Once a great civilization, we in India are going through a terrible contortion where nothing is sacrosanct anymore. Teachers are run over by a car and killed by students who were prevented from cheating; women are raped by goons who are given bail to carry on; political players take money for distributing election tickets to the Lok Sabha and the Rajya Sabha as well as for assembly and municipal elections; individuals have to ‘pay’ to get into the police and other government institutions that guarantee regular haftas and, therefore, a better life; income-tax officers harass citizens, and there is no point in complaining because the sword of revenge hangs over the head of the honest; getting a passport, which is the right of every citizen, has become a traumatic experience as only bribes can hasten the process.
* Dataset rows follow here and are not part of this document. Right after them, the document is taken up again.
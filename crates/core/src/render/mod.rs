use std::path::{Path, PathBuf};

use crate::{
    scene::stack_layers, CameliaError, ClipTimeline, FrameSize, Layer, LayerContent, Result, Song,
    TextOverlay,
};

/// Label of the final video stream in the filter graph.
pub const OUTPUT_LABEL: &str = "vout";

/// Ordered layers bound to the audio track, ready to be encoded.
#[derive(Debug, Clone)]
pub struct Composition<'a> {
    pub frame: FrameSize,
    pub fps: u32,
    pub layers: Vec<Layer>,
    pub audio: &'a Song,
    /// Final length in seconds: the audio duration, or the cut if shorter.
    pub duration: f64,
}

impl Composition<'_> {
    /// Source files of the clip layers in stacking order.
    pub fn clip_inputs(&self) -> Vec<&Path> {
        self.layers
            .iter()
            .filter_map(|layer| match &layer.content {
                LayerContent::Clip(clip) => Some(clip.source.path.as_path()),
                LayerContent::Text(_) => None,
            })
            .collect()
    }
}

/// Stacks `layers` bottom to top (background, main, text, watermark), binds
/// them to `audio` and optionally cuts the result to `cut` seconds.
pub fn compose<'a>(
    frame: FrameSize,
    fps: u32,
    layers: Vec<Layer>,
    audio: &'a Song,
    cut: Option<f64>,
) -> Result<Composition<'a>> {
    if fps == 0 {
        return Err(CameliaError::invalid("fps must be non-zero"));
    }
    if frame.width == 0 || frame.height == 0 {
        return Err(CameliaError::invalid("frame width/height must be non-zero"));
    }

    let audio_duration = audio.duration();
    let duration = match cut {
        Some(cut) if cut.is_finite() && cut > 0.0 => cut.min(audio_duration),
        Some(cut) => {
            return Err(CameliaError::invalid(format!(
                "cut must be a positive number of seconds, got {cut}"
            )))
        }
        None => audio_duration,
    };
    if duration <= 0.0 {
        return Err(CameliaError::invalid("the audio track is empty"));
    }

    let layers: Vec<Layer> = stack_layers(layers)
        .into_iter()
        .map(|layer| layer.clamped(duration))
        .collect();
    tracing::info!(
        layers = layers.len(),
        duration,
        width = frame.width,
        height = frame.height,
        "composed video"
    );

    Ok(Composition {
        frame,
        fps,
        layers,
        audio,
        duration,
    })
}

/// `-filter_complex` graph for a composition. Input 0 is the audio track;
/// clip inputs follow in the order of [`FilterGraph::inputs`].
#[derive(Debug, Clone, PartialEq)]
pub struct FilterGraph {
    pub inputs: Vec<PathBuf>,
    pub graph: String,
}

impl FilterGraph {
    pub fn build(composition: &Composition<'_>) -> Self {
        let FrameSize { width, height } = composition.frame;
        let fps = composition.fps;
        let total = composition.duration;

        let mut inputs = Vec::new();
        let mut chains = vec![format!(
            "color=c=black:s={width}x{height}:r={fps}:d={total:.6}[base0]"
        )];
        let mut base = 0;

        for layer in &composition.layers {
            let placement = layer.placement().clamped(total);
            if placement.duration <= 0.0 {
                tracing::debug!(kind = ?layer.kind, "skipping layer outside the video");
                continue;
            }
            let (start, end) = (placement.start, placement.end());

            match &layer.content {
                LayerContent::Clip(clip) => {
                    inputs.push(clip.source.path.clone());
                    let label = format!("l{}", inputs.len());
                    clip_chains(&mut chains, clip, inputs.len(), &label, fps);
                    chains.push(format!(
                        "[base{base}][{label}]overlay=x={x:.0}:y={y:.0}:eof_action=pass:enable='between(t,{start:.6},{end:.6})'[base{next}]",
                        x = clip.position.x,
                        y = clip.position.y,
                        next = base + 1,
                    ));
                }
                LayerContent::Text(overlay) => {
                    chains.push(format!(
                        "[base{base}]{}[base{next}]",
                        drawtext(overlay, start, end),
                        next = base + 1,
                    ));
                }
            }
            base += 1;
        }

        chains.push(format!("[base{base}]format=yuv420p[{OUTPUT_LABEL}]"));
        Self {
            inputs,
            graph: chains.join(";"),
        }
    }
}

fn clip_chains(chains: &mut Vec<String>, clip: &ClipTimeline, input: usize, label: &str, fps: u32) {
    let mut filters = vec![
        format!("trim=duration={:.6}", clip.trim),
        "setpts=PTS-STARTPTS".to_string(),
    ];
    if let Some(crop) = clip.crop {
        filters.push(format!(
            "crop={}:{}:{}:{}",
            crop.width, crop.height, crop.x, crop.y
        ));
    }
    if let Some(size) = clip.size {
        filters.push(format!("scale={}:{}", size.width, size.height));
    }
    if let Some(mask) = clip.mask {
        filters.push("format=rgba".to_string());
        filters.push(format!(
            "colorkey={}:{:.4}:{:.4}",
            mask.hex(),
            mask.similarity(),
            mask.blend()
        ));
    }
    if (clip.speed - 1.0).abs() > 1e-9 {
        filters.push(format!("setpts=PTS/{:.6}", clip.speed));
    }
    filters.push(format!("fps={fps}"));
    let head = format!("[{input}:v]{}", filters.join(","));
    let start = clip.start;

    match clip.expansion {
        Some(expansion) if expansion.repeats > 1 && expansion.crossfade > 0.0 => {
            let copies: String = (0..expansion.repeats)
                .map(|i| format!("[{label}c{i}]"))
                .collect();
            chains.push(format!("{head},split={}{copies}", expansion.repeats));

            let mut previous = format!("{label}c0");
            for k in 1..expansion.repeats {
                let faded = format!("{label}x{k}");
                let offset = k as f64 * (expansion.segment_duration - expansion.crossfade);
                chains.push(format!(
                    "[{previous}][{label}c{k}]xfade=transition=fade:duration={:.6}:offset={offset:.6}[{faded}]",
                    expansion.crossfade
                ));
                previous = faded;
            }
            chains.push(format!("[{previous}]setpts=PTS+{start:.6}/TB[{label}]"));
        }
        Some(expansion) if expansion.repeats > 1 => {
            let frames = (expansion.segment_duration * fps as f64).round().max(1.0) as u64;
            chains.push(format!(
                "{head},loop=loop={}:size={frames}:start=0,setpts=N/({fps}*TB)+{start:.6}/TB[{label}]",
                expansion.repeats - 1
            ));
        }
        _ => chains.push(format!("{head},setpts=PTS+{start:.6}/TB[{label}]")),
    }
}

fn drawtext(overlay: &TextOverlay, start: f64, end: f64) -> String {
    format!(
        "drawtext=expansion=none:text={}:font={}:fontcolor={}:fontsize={:.0}:x={:.0}:y={:.0}:enable='between(t,{start:.6},{end:.6})'",
        escape_filter_value(&overlay.text),
        escape_filter_value(&overlay.style.font),
        overlay.style.color,
        overlay.font_size,
        overlay.position.x,
        overlay.position.y,
    )
}

/// Escapes a filter option value so it survives both unescaping passes
/// ffmpeg applies: the option string first, then the whole graph.
pub fn escape_filter_value(value: &str) -> String {
    let mut option = String::with_capacity(value.len());
    for c in value.chars() {
        if matches!(c, '\\' | '\'' | ':') {
            option.push('\\');
        }
        option.push(c);
    }

    let mut graph = String::with_capacity(option.len());
    for c in option.chars() {
        if matches!(c, '\\' | '\'' | '[' | ']' | ',' | ';') {
            graph.push('\\');
        }
        graph.push(c);
    }
    graph
}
The list is unending and makes for a shameful reading about everyday life in India.

This reality of life and living has got so deeply entrenched in the social fabric that it has become the ‘Indian way’. Honesty is ignored and those who break the rules and grow rich with the help of black money are honoured and protected. To maintain a semblance of ‘form’, a handful of perpetrators are reprimanded. There is not a single sphere that has remained untarnished by the corruption that benefits only high-handed rogues.

No answers

The worst impact of this breakdown of dignity and morality has been in the political domain. People with a semblance of integrity do not want to enter politics. This is in sharp contrast with the reality of the past when the best and the brightest gave up the luxury of their professions and dedicated themselves to nation-building, bringing their intellectual skills and creativity to public life. Today, there are no ‘heroes’ for those who live a life based on idealism and morality.

Our channels of communication — television and the print media in English and regional languages — continue to be titillated by scams and scums. Those stories are important. But stories featuring people defying the ‘system’ and bad governance need to be broken with the same passion and excitement. For example, in the arena of politics, journalists are not inclined to write about the work done by politicians who do not have the funds to turn their constituencies into isolated havens standing out amongst the poverty that surrounds them. Thoughtless comparisons are made between leaders who have transformed their pocket boroughs into mini Singapores with monies received from wheeling and dealing and those who have generated income and employment but have refused to be involved in nefarious activities such as making payments to hand out thekas for roadbuilding, issuing appointments for a price, and so on, that have destroyed this nation and its pride. Such leaders are usually described as politicians who have ‘neglected’ their pocket boroughs in an attempt to keep the poor impoverished. The premise is ridiculous and unacceptable, but no one wants to descend into the mire that Indian citizens continue to wallow in to find the real answers to the many questions.